The task
Your answer should be the full set of records, printed exactly as they stand.

─── Data listing ───

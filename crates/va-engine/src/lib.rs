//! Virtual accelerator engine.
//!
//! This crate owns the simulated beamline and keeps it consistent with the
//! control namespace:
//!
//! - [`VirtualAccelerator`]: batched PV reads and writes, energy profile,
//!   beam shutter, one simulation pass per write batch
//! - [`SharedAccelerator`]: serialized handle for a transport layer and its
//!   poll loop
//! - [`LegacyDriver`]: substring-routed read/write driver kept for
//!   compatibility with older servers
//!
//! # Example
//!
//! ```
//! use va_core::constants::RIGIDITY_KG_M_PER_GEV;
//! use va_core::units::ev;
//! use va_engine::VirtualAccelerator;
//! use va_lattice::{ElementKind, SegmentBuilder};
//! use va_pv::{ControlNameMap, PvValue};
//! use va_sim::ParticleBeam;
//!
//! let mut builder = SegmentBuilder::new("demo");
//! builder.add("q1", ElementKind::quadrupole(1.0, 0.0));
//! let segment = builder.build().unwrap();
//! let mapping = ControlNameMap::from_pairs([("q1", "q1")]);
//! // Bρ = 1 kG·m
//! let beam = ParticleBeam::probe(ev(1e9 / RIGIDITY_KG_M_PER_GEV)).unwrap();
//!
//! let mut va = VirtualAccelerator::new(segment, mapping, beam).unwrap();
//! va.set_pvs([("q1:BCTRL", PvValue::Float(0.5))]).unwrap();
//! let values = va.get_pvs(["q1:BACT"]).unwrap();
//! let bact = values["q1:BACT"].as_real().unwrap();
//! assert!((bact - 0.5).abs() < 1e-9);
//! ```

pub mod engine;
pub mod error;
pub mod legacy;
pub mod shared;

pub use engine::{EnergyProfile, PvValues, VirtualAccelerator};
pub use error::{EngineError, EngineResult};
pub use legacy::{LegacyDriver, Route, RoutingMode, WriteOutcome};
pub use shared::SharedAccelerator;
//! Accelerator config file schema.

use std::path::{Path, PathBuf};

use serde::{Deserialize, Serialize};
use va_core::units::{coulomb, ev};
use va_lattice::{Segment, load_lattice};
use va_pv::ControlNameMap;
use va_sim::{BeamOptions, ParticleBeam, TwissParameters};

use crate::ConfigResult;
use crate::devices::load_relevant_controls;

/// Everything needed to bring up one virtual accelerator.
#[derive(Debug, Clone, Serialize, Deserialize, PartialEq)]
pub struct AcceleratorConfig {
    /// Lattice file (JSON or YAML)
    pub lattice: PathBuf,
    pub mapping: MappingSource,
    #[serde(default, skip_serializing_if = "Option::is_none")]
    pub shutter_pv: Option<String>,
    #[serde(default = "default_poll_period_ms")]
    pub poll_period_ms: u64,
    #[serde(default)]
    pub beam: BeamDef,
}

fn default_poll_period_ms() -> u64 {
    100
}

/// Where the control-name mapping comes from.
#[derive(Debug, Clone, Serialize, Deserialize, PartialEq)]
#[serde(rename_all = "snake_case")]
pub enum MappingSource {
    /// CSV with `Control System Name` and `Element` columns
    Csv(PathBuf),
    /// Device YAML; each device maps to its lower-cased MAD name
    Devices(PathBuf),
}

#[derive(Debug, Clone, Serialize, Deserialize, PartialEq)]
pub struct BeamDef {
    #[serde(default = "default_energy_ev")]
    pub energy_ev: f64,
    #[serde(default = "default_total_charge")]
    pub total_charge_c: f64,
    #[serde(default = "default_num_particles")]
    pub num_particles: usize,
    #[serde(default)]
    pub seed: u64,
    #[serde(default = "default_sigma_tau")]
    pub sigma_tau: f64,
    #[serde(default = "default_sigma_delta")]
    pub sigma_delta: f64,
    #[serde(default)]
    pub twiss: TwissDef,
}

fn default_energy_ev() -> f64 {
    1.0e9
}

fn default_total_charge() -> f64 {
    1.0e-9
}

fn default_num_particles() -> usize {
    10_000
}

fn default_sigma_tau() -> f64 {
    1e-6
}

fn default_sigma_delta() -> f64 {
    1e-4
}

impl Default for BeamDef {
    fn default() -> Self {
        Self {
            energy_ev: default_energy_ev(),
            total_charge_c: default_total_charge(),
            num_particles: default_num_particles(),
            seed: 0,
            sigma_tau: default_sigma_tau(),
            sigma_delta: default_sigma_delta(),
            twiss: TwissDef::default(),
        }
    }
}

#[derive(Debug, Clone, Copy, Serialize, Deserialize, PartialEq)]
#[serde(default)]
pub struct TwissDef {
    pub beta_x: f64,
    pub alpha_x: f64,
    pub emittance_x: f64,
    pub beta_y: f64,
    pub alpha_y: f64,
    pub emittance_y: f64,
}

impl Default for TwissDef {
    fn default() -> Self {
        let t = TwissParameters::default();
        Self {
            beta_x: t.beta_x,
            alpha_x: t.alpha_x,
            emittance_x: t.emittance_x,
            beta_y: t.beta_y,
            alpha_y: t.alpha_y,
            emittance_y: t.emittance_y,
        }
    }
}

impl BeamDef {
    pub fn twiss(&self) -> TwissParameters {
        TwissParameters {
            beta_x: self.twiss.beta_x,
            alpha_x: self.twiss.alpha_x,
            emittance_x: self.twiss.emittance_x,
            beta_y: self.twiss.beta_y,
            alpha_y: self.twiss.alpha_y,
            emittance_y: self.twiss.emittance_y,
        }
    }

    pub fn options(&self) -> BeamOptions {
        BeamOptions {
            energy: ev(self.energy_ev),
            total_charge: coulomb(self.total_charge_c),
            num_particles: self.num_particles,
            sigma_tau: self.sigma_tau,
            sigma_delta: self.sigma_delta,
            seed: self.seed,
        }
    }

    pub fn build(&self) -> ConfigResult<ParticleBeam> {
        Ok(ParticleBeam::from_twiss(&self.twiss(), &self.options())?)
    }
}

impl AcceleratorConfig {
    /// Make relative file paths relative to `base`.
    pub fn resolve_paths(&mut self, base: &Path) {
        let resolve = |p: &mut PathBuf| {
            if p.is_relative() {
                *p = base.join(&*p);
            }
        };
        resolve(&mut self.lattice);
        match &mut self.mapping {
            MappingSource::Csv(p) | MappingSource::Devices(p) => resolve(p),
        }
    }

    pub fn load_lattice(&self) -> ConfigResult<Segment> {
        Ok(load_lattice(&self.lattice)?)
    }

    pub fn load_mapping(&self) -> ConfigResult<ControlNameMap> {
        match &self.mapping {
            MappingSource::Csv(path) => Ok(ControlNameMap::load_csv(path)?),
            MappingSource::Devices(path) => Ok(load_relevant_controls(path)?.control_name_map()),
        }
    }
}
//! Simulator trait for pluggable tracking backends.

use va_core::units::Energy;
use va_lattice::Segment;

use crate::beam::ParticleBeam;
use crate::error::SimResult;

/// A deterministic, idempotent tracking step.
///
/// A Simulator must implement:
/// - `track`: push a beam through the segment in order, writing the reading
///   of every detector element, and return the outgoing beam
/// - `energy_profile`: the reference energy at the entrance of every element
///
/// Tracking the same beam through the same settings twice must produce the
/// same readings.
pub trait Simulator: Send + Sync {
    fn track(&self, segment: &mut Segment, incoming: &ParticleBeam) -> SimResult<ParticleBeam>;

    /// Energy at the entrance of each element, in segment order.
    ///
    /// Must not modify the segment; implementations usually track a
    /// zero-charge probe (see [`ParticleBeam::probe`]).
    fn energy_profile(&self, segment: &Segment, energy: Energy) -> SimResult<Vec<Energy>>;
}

───

Completed task
filename crates/va-engine/src/lib.rs
//! Virtual accelerator engine.
//!
//! This crate owns the simulated beamline and keeps it consistent with the
//! control namespace:
//!
//! - [`VirtualAccelerator`]: batched PV reads and writes, energy profile,
//!   beam shutter, one simulation pass per write batch
//! - [`SharedAccelerator`]: serialized handle for a transport layer and its
//!   poll loop
//! - [`LegacyDriver`]: substring-routed read/write driver kept for
//!   compatibility with older servers
//!
//! # Example
//!
//! ```
//! use va_core::constants::RIGIDITY_KG_M_PER_GEV;
//! use va_core::units::ev;
//! use va_engine::VirtualAccelerator;
//! use va_lattice::{ElementKind, SegmentBuilder};
//! use va_pv::{ControlNameMap, PvValue};
//! use va_sim::ParticleBeam;
//!
//! let mut builder = SegmentBuilder::new("demo");
//! builder.add("q1", ElementKind::quadrupole(1.0, 0.0));
//! let segment = builder.build().unwrap();
//! let mapping = ControlNameMap::from_pairs([("q1", "q1")]);
//! // Bρ = 1 kG·m
//! let beam = ParticleBeam::probe(ev(1e9 / RIGIDITY_KG_M_PER_GEV)).unwrap();
//!
//! let mut va = VirtualAccelerator::new(segment, mapping, beam).unwrap();
//! va.set_pvs([("q1:BCTRL", PvValue::Float(0.5))]).unwrap();
//! let values = va.get_pvs(["q1:BACT"]).unwrap();
//! let bact = values["q1:BACT"].as_real().unwrap();
//! assert!((bact - 0.5).abs() < 1e-9);
//! ```

pub mod engine;
pub mod error;
pub mod legacy;
pub mod shared;

pub use engine::{EnergyProfile, PvValues, VirtualAccelerator};
pub use error::{EngineError, EngineResult};
pub use legacy::{LegacyDriver, Route, RoutingMode, WriteOutcome};
pub use shared::SharedAccelerator;
//! Accelerator config file schema.

use std::path::{Path, PathBuf};

use serde::{Deserialize, Serialize};
use va_core::units::{coulomb, ev};
use va_lattice::{Segment, load_lattice};
use va_pv::ControlNameMap;
use va_sim::{BeamOptions, ParticleBeam, TwissParameters};

use crate::ConfigResult;
use crate::devices::load_relevant_controls;

/// Everything needed to bring up one virtual accelerator.
#[derive(Debug, Clone, Serialize, Deserialize, PartialEq)]
pub struct AcceleratorConfig {
    /// Lattice file (JSON or YAML)
    pub lattice: PathBuf,
    pub mapping: MappingSource,
    #[serde(default, skip_serializing_if = "Option::is_none")]
    pub shutter_pv: Option<String>,
    #[serde(default = "default_poll_period_ms")]
    pub poll_period_ms: u64,
    #[serde(default)]
    pub beam: BeamDef,
}

fn default_poll_period_ms() -> u64 {
    100
}

/// Where the control-name mapping comes from.
#[derive(Debug, Clone, Serialize, Deserialize, PartialEq)]
#[serde(rename_all = "snake_case")]
pub enum MappingSource {
    /// CSV with `Control System Name` and `Element` columns
    Csv(PathBuf),
    /// Device YAML; each device maps to its lower-cased MAD name
    Devices(PathBuf),
}

#[derive(Debug, Clone, Serialize, Deserialize, PartialEq)]
pub struct BeamDef {
    #[serde(default = "default_energy_ev")]
    pub energy_ev: f64,
    #[serde(default = "default_total_charge")]
    pub total_charge_c: f64,
    #[serde(default = "default_num_particles")]
    pub num_particles: usize,
    #[serde(default)]
    pub seed: u64,
    #[serde(default = "default_sigma_tau")]
    pub sigma_tau: f64,
    #[serde(default = "default_sigma_delta")]
    pub sigma_delta: f64,
    #[serde(default)]
    pub twiss: TwissDef,
}

fn default_energy_ev() -> f64 {
    1.0e9
}

fn default_total_charge() -> f64 {
    1.0e-9
}

fn default_num_particles() -> usize {
    10_000
}

fn default_sigma_tau() -> f64 {
    1e-6
}

fn default_sigma_delta() -> f64 {
    1e-4
}

impl Default for BeamDef {
    fn default() -> Self {
        Self {
            energy_ev: default_energy_ev(),
            total_charge_c: default_total_charge(),
            num_particles: default_num_particles(),
            seed: 0,
            sigma_tau: default_sigma_tau(),
            sigma_delta: default_sigma_delta(),
            twiss: TwissDef::default(),
        }
    }
}

#[derive(Debug, Clone, Copy, Serialize, Deserialize, PartialEq)]
#[serde(default)]
pub struct TwissDef {
    pub beta_x: f64,
    pub alpha_x: f64,
    pub emittance_x: f64,
    pub beta_y: f64,
    pub alpha_y: f64,
    pub emittance_y: f64,
}

impl Default for TwissDef {
    fn default() -> Self {
        let t = TwissParameters::default();
        Self {
            beta_x: t.beta_x,
            alpha_x: t.alpha_x,
            emittance_x: t.emittance_x,
            beta_y: t.beta_y,
            alpha_y: t.alpha_y,
            emittance_y: t.emittance_y,
        }
    }
}

impl BeamDef {
    pub fn twiss(&self) -> TwissParameters {
        TwissParameters {
            beta_x: self.twiss.beta_x,
            alpha_x: self.twiss.alpha_x,
            emittance_x: self.twiss.emittance_x,
            beta_y: self.twiss.beta_y,
            alpha_y: self.twiss.alpha_y,
            emittance_y: self.twiss.emittance_y,
        }
    }

    pub fn options(&self) -> BeamOptions {
        BeamOptions {
            energy: ev(self.energy_ev),
            total_charge: coulomb(self.total_charge_c),
            num_particles: self.num_particles,
            sigma_tau: self.sigma_tau,
            sigma_delta: self.sigma_delta,
            seed: self.seed,
        }
    }

    pub fn build(&self) -> ConfigResult<ParticleBeam> {
        Ok(ParticleBeam::from_twiss(&self.twiss(), &self.options())?)
    }
}

impl AcceleratorConfig {
    /// Make relative file paths relative to `base`.
    pub fn resolve_paths(&mut self, base: &Path) {
        let resolve = |p: &mut PathBuf| {
            if p.is_relative() {
                *p = base.join(&*p);
            }
        };
        resolve(&mut self.lattice);
        match &mut self.mapping {
            MappingSource::Csv(p) | MappingSource::Devices(p) => resolve(p),
        }
    }

    pub fn load_lattice(&self) -> ConfigResult<Segment> {
        Ok(load_lattice(&self.lattice)?)
    }

    pub fn load_mapping(&self) -> ConfigResult<ControlNameMap> {
        match &self.mapping {
            MappingSource::Csv(path) => Ok(ControlNameMap::load_csv(path)?),
            MappingSource::Devices(path) => Ok(load_relevant_controls(path)?.control_name_map()),
        }
    }
}
//! Simulator trait for pluggable tracking backends.

use va_core::units::Energy;
use va_lattice::Segment;

use crate::beam::ParticleBeam;
use crate::error::SimResult;

/// A deterministic, idempotent tracking step.
///
/// A Simulator must implement:
/// - `track`: push a beam through the segment in order, writing the reading
///   of every detector element, and return the outgoing beam
/// - `energy_profile`: the reference energy at the entrance of every element
///
/// Tracking the same beam through the same settings twice must produce the
/// same readings.
pub trait Simulator: Send + Sync {
    fn track(&self, segment: &mut Segment, incoming: &ParticleBeam) -> SimResult<ParticleBeam>;

    /// Energy at the entrance of each element, in segment order.
    ///
    /// Must not modify the segment; implementations usually track a
    /// zero-charge probe (see [`ParticleBeam::probe`]).
    fn energy_profile(&self, segment: &Segment, energy: Energy) -> SimResult<Vec<Energy>>;
}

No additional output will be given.